Your goal: Copy out all the lines in the records that include the word "agent".

··· Data for this task

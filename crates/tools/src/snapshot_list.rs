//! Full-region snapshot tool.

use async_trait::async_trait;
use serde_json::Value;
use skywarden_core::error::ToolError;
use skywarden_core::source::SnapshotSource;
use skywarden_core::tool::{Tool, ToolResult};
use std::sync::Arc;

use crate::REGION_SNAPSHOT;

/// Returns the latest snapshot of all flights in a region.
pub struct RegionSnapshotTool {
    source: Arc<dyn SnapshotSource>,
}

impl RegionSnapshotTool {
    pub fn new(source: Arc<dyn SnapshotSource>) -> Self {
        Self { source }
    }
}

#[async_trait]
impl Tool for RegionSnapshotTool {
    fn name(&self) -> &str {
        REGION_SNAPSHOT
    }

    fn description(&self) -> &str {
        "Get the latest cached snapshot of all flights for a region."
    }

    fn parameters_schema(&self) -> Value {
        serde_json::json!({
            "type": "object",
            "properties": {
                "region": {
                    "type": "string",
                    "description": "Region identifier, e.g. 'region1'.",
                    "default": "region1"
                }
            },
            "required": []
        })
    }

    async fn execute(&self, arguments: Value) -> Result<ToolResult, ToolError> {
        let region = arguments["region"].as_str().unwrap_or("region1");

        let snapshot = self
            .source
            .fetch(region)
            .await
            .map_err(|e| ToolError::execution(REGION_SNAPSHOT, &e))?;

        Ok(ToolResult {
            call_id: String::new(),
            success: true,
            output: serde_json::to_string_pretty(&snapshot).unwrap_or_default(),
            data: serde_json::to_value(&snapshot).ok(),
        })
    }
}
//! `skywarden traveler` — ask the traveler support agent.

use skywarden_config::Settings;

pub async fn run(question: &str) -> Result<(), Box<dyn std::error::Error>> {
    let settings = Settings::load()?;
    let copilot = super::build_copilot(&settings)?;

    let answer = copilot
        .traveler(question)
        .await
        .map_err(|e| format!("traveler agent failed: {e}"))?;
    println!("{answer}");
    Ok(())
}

······
··· Data for this task

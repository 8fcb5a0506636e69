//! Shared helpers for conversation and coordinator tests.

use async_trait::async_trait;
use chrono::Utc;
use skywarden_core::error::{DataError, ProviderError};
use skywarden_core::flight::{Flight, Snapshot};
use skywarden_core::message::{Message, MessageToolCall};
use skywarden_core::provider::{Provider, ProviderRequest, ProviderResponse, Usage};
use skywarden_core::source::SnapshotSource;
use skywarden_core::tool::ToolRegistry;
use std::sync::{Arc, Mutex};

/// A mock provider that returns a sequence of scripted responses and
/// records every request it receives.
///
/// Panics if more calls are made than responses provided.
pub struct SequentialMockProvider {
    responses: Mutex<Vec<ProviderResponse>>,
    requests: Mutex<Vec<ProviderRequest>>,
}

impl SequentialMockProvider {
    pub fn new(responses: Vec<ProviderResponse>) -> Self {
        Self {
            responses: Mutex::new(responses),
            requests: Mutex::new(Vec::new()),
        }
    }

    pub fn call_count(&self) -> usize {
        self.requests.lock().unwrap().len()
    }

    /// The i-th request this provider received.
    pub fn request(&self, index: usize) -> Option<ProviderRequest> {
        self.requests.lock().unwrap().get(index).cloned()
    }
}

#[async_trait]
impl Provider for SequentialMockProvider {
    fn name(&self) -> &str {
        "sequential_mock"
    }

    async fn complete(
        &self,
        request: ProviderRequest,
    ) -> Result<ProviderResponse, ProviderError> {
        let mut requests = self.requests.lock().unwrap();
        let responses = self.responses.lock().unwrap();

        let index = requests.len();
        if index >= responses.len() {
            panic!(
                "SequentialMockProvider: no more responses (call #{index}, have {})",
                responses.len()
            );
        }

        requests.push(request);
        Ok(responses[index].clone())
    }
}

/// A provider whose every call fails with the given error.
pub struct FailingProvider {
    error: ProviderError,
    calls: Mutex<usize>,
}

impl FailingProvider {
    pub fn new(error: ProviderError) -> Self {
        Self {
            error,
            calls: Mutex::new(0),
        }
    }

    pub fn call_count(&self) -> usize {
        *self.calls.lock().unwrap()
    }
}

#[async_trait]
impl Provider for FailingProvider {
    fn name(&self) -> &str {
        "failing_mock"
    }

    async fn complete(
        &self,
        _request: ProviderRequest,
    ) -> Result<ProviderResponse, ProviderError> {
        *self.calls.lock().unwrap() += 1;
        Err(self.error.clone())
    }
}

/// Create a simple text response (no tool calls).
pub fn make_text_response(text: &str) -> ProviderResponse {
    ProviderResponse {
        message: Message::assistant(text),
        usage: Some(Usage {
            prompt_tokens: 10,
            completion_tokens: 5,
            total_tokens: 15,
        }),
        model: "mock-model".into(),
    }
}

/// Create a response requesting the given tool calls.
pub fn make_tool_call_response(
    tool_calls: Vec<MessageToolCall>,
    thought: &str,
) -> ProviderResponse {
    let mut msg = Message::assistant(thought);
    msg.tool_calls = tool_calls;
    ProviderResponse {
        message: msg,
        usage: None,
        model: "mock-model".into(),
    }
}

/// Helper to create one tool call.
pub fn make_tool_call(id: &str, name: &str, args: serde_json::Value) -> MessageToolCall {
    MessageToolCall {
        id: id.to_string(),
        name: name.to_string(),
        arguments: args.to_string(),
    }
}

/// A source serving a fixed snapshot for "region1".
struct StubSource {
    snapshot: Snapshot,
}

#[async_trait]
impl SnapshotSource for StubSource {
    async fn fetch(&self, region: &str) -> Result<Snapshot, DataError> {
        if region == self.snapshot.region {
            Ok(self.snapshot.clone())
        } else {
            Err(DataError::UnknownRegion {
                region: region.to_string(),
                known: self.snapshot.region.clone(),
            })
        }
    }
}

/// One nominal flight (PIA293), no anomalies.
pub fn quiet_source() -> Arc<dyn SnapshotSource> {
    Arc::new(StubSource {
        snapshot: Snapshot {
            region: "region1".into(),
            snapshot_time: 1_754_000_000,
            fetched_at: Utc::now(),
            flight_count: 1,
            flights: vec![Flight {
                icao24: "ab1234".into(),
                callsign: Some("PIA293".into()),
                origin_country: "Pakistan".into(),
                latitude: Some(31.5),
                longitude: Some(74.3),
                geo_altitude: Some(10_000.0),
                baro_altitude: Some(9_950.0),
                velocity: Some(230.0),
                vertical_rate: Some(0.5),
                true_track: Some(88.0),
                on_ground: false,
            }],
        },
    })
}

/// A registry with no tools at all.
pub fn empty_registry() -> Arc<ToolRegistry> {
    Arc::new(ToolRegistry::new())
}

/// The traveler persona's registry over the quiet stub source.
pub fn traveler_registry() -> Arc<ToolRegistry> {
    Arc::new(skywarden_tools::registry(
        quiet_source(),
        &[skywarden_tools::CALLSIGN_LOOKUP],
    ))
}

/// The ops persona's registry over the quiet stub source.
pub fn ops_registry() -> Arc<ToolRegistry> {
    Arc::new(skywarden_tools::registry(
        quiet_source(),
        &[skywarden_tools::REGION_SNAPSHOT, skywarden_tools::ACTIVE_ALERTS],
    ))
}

······

Response area:
//! `skywarden traveler` — ask the traveler support agent.
        .map_err(|e| format!("traveler agent failed: {e}"))?;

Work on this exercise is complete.